◆ SUPPLIED MATERIAL ◆
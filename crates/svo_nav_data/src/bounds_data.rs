use crate::{BoundsGenerationSettings, PersistenceError, SmallKeyHashSet};

use serde::{Deserialize, Serialize};
use svo_nav_core::prelude::*;
use svo_nav_storage::prelude::*;

/// The navigation octree of one bounded volume.
///
/// Construct it with `generate` (or `default` followed by `generate_navigation_data`). Afterwards it is read-only, and all
/// queries take `&self`.
///
/// Only the geometry and the octree are persisted, in this order: `navigation_bounds`, `volume_bounds`, `voxel_exponent`,
/// `layer_count`, `used_box_extent`, `octree_data`. The generation settings are not persisted.
#[derive(Clone, Debug, Default, Deserialize, Serialize)]
pub struct BoundsNavigationData {
    pub(crate) navigation_bounds: Extent3f,
    pub(crate) volume_bounds: Extent3f,
    pub(crate) voxel_exponent: i32,
    pub(crate) layer_count: u8,
    pub(crate) used_box_extent: f32,
    pub(crate) octree_data: OctreeData,

    #[serde(skip)]
    pub(crate) settings: BoundsGenerationSettings,
    /// Scratch space for generation: the codes of the blocked cells of each layer.
    #[serde(skip)]
    pub(crate) blocked_morton_codes_by_layer: Vec<SmallKeyHashSet<MortonCode>>,
}

impl BoundsNavigationData {
    /// The settings of the last generation. Decoded data carries the default settings.
    #[inline]
    pub fn generation_settings(&self) -> &BoundsGenerationSettings {
        &self.settings
    }

    /// The box that was requested for generation.
    #[inline]
    pub fn volume_bounds(&self) -> &Extent3f {
        &self.volume_bounds
    }

    /// The cube actually covered by the octree. It contains `volume_bounds` and shares its center.
    #[inline]
    pub fn navigation_bounds(&self) -> &Extent3f {
        &self.navigation_bounds
    }

    #[inline]
    pub fn octree_data(&self) -> &OctreeData {
        &self.octree_data
    }

    /// The root layer has `2^voxel_exponent` layer 0 cells along each axis.
    #[inline]
    pub fn voxel_exponent(&self) -> i32 {
        self.voxel_exponent
    }

    #[inline]
    pub fn layer_count(&self) -> LayerIndex {
        self.layer_count
    }

    /// Half of the edge length of a layer 0 node.
    #[inline]
    pub fn used_box_extent(&self) -> f32 {
        self.used_box_extent
    }

    /// Edge length of a layer 0 node.
    #[inline]
    pub fn leaf_voxel_size(&self) -> f32 {
        self.used_box_extent * 2.0
    }

    /// The edge length of a node in `layer`.
    #[inline]
    pub fn voxel_size(&self, layer: LayerIndex) -> f32 {
        self.leaf_voxel_size() * self.layer_ratio(layer)
    }

    /// How many layer 0 cells fit along one edge of a `layer` cell: `2^layer`.
    #[inline]
    pub fn layer_ratio(&self, layer: LayerIndex) -> f32 {
        2f32.powi(i32::from(layer))
    }

    #[inline]
    pub fn layer_inverse_ratio(&self, layer: LayerIndex) -> f32 {
        1.0 / self.layer_ratio(layer)
    }

    /// The number of cells along one edge of the volume at `layer`: `2^(voxel_exponent - layer)`. Zero for layers above
    /// the root.
    #[inline]
    pub fn layer_max_node_count(&self, layer: LayerIndex) -> i32 {
        let shift = self.voxel_exponent - i32::from(layer);
        if !(0..=i32::from(OctreeLink::MAX_LAYER)).contains(&shift) {
            return 0;
        }

        1 << shift
    }

    /// Whether `link` may refer to a node. Only the layer field is inspected; no node is dereferenced.
    #[inline]
    pub fn is_valid_ref(&self, link: OctreeLink) -> bool {
        link.is_valid()
    }

    /// Approximate number of bytes owned by this volume.
    pub fn allocated_size(&self) -> usize {
        std::mem::size_of::<Self>() - std::mem::size_of::<OctreeData>()
            + self.octree_data.allocated_size()
            + self
                .blocked_morton_codes_by_layer
                .iter()
                .map(|s| s.capacity() * std::mem::size_of::<MortonCode>())
                .sum::<usize>()
    }

    pub fn to_bytes(&self) -> Result<Vec<u8>, PersistenceError> {
        bincode::serialize(self).map_err(PersistenceError::Encode)
    }

    /// Decodes data written by `to_bytes`. Fails if the bytes are not a navigation volume, or if the geometry in the header
    /// disagrees with the octree that follows it.
    pub fn from_bytes(bytes: &[u8]) -> Result<Self, PersistenceError> {
        let data: Self = bincode::deserialize(bytes).map_err(PersistenceError::Decode)?;
        data.check_header()?;

        Ok(data)
    }

    /// Checks the invariants that queries rely on when the data was not produced by generation.
    pub(crate) fn check_header(&self) -> Result<(), PersistenceError> {
        let octree = &self.octree_data;

        // Never generated.
        if self.layer_count == 0 {
            return if octree.layer_count() == 0 && octree.leaves.is_empty() {
                Ok(())
            } else {
                Err(PersistenceError::InvalidHeader("an octree without layers has nodes"))
            };
        }

        if !(0..=i32::from(OctreeLink::MAX_LAYER)).contains(&self.voxel_exponent) {
            return Err(PersistenceError::InvalidHeader("voxel exponent out of range"));
        }
        if i32::from(self.layer_count) != self.voxel_exponent + 1 {
            return Err(PersistenceError::InvalidHeader("layer count does not match voxel exponent"));
        }
        if octree.layer_count() != self.layer_count as usize {
            return Err(PersistenceError::InvalidHeader("octree layer count does not match header"));
        }
        if octree.leaves.len() != octree.layer(0).len() {
            return Err(PersistenceError::InvalidHeader("leaf count does not match layer 0"));
        }
        if !(self.used_box_extent.is_finite() && self.used_box_extent > 0.0) || self.navigation_bounds.is_degenerate() {
            return Err(PersistenceError::InvalidHeader("degenerate navigation bounds"));
        }

        Ok(())
    }
}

◆ REQUIRED WORK ◆
Whenever a line in the records contains the word "root", copy that line.

◆ SOLUTION ◆
    /// The root layer has `2^voxel_exponent` layer 0 cells along each axis.
    /// the root.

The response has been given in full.